Gratis-Wohnungen: Sachliche Debatte und nachhaltige Lösungen gefordert

Zu den Unterzeichnern der Stellungnahme zählen unter anderem die Freie Universität Bozen sowie mehrere Gewerkschaften und Sozialverbände. Sie warnen davor, dass eine undifferenzierte Darstellung die Komplexität der Situation verzerrt und wichtige Aspekte – etwa die Folgen von Familientrennungen für Kinder – unzureichend berücksichtigt.
Die Organisationen sprechen sich für eine dezentrale Unterbringung von Betroffenen in verschiedenen Gemeinden Südtirols aus.
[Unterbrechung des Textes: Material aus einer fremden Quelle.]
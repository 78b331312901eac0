//! Chat notification channels for remediation approvals and reports.
//!
//! This crate delivers structured [`Notification`]s (title, facts, the
//! verbatim command list and optional callback actions) to Microsoft
//! Teams, Slack and any other [`NotifyChannel`].
//!
//! # Usage
//!
//! ```no_run
//! use notify::{Notification, Notifier, Severity};
//! use std::time::Duration;
//!
//! # async fn run() {
//! let notifier = Notifier::from_env(Duration::from_secs(10));
//!
//! let results = notifier
//!     .notify_and_wait(
//!         &Notification::new("disk-full auto-remediated", Severity::Info)
//!             .fact("Incident", "disk-full"),
//!     )
//!     .await;
//! # }
//! ```
//!
//! # Configuration
//!
//! The notifier is configured via environment variables:
//!
//! - `TEAMS_WEBHOOK_URL`: Teams incoming webhook (enables Teams channel)
//! - `SLACK_WEBHOOK_URL`: Slack incoming webhook (enables Slack channel)
//! - `NOTIFY_DISABLED`: Set to "true" to disable all notifications

#![warn(clippy::pedantic)]
#![allow(clippy::module_name_repetitions)]
#![allow(clippy::missing_errors_doc)]

pub mod channels;
pub mod error;
pub mod message;

pub use channels::slack::SlackChannel;
pub use channels::teams::TeamsChannel;
pub use channels::NotifyChannel;
pub use error::ChannelError;
pub use message::{command_block, CallbackAction, Fact, Notification, Severity};

use std::sync::Arc;
use std::time::Duration;
use tracing::{debug, error, info, warn};

/// Environment variable to disable all notifications.
const ENV_NOTIFY_DISABLED: &str = "NOTIFY_DISABLED";

/// Central notification dispatcher.
///
/// The `Notifier` manages multiple notification channels and dispatches
/// each notification to all enabled channels.
pub struct Notifier {
    channels: Vec<Arc<dyn NotifyChannel>>,
    disabled: bool,
}

impl Notifier {
    /// Create a new notifier from environment variables.
    ///
    /// This will auto-detect which channels are configured based on
    /// environment variables and enable them accordingly.
    #[must_use]
    pub fn from_env(timeout: Duration) -> Self {
        let disabled = std::env::var(ENV_NOTIFY_DISABLED)
            .map(|v| v.eq_ignore_ascii_case("true") || v == "1")
            .unwrap_or(false);

        if disabled {
            info!("Notifications disabled via NOTIFY_DISABLED");
            return Self::disabled();
        }

        let mut channels: Vec<Arc<dyn NotifyChannel>> = vec![];

        let teams = TeamsChannel::from_env(timeout);
        if teams.enabled() {
            info!("Teams notifications enabled");
            channels.push(Arc::new(teams));
        }

        let slack = SlackChannel::from_env(timeout);
        if slack.enabled() {
            info!("Slack notifications enabled");
            channels.push(Arc::new(slack));
        }

        if channels.is_empty() {
            warn!("No notification channels configured");
        } else {
            info!(
                channel_count = channels.len(),
                "Notification system initialized"
            );
        }

        Self {
            channels,
            disabled: false,
        }
    }

    /// Create a notifier with specific channels.
    #[must_use]
    pub fn with_channels(channels: Vec<Arc<dyn NotifyChannel>>) -> Self {
        Self {
            channels,
            disabled: false,
        }
    }

    /// Create a disabled notifier (for testing or when notifications are off).
    #[must_use]
    pub const fn disabled() -> Self {
        Self {
            channels: vec![],
            disabled: true,
        }
    }

    /// Check if any notification channels are enabled.
    #[must_use]
    pub fn has_channels(&self) -> bool {
        !self.disabled && !self.channels.is_empty()
    }

    /// Get the number of enabled channels.
    #[must_use]
    pub fn channel_count(&self) -> usize {
        if self.disabled {
            0
        } else {
            self.channels.len()
        }
    }

    /// Send a notification and wait for all channels to complete.
    ///
    /// Returns one result per enabled channel. Failures are logged here
    /// and never retried.
    pub async fn notify_and_wait(
        &self,
        notification: &Notification,
    ) -> Vec<(String, Result<(), ChannelError>)> {
        if !self.has_channels() {
            debug!(title = %notification.title, "No active channels, skipping notification");
            return vec![];
        }

        let mut results = vec![];

        for channel in &self.channels {
            if !channel.enabled() {
                continue;
            }
            let channel_name = channel.name().to_string();
            let result = channel.send(notification).await;
            match &result {
                Ok(()) => debug!(channel = %channel_name, "Notification sent"),
                Err(e) => error!(
                    channel = %channel_name,
                    error = %e,
                    "Failed to send notification"
                ),
            }
            results.push((channel_name, result));
        }

        results
    }
}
Solche Modelle seien sowohl sozial als auch wirtschaftlich sinnvoller als eine dauerhafte Konzentration in Notunterkünften oder Hotels, vor allem im Raum Bozen.
„Breitere Verteilung kann Integration fördern“
Neben einer effizienteren Nutzung öffentlicher Mittel sehen die Unterzeichner auch gesellschaftliche Vorteile: Eine breitere Verteilung könne Integration fördern, soziale Spannungen reduzieren und den Betroffenen bessere Chancen auf ein eigenständiges Leben eröffnen.
Abschließend appellieren die Organisationen an Politik und Öffentlichkeit, Entscheidungen auf Grundlage von Daten, Erfahrung und langfristigen Perspektiven zu treffen – und den Dialog konstruktiv sowie ohne Vereinfachungen zu führen.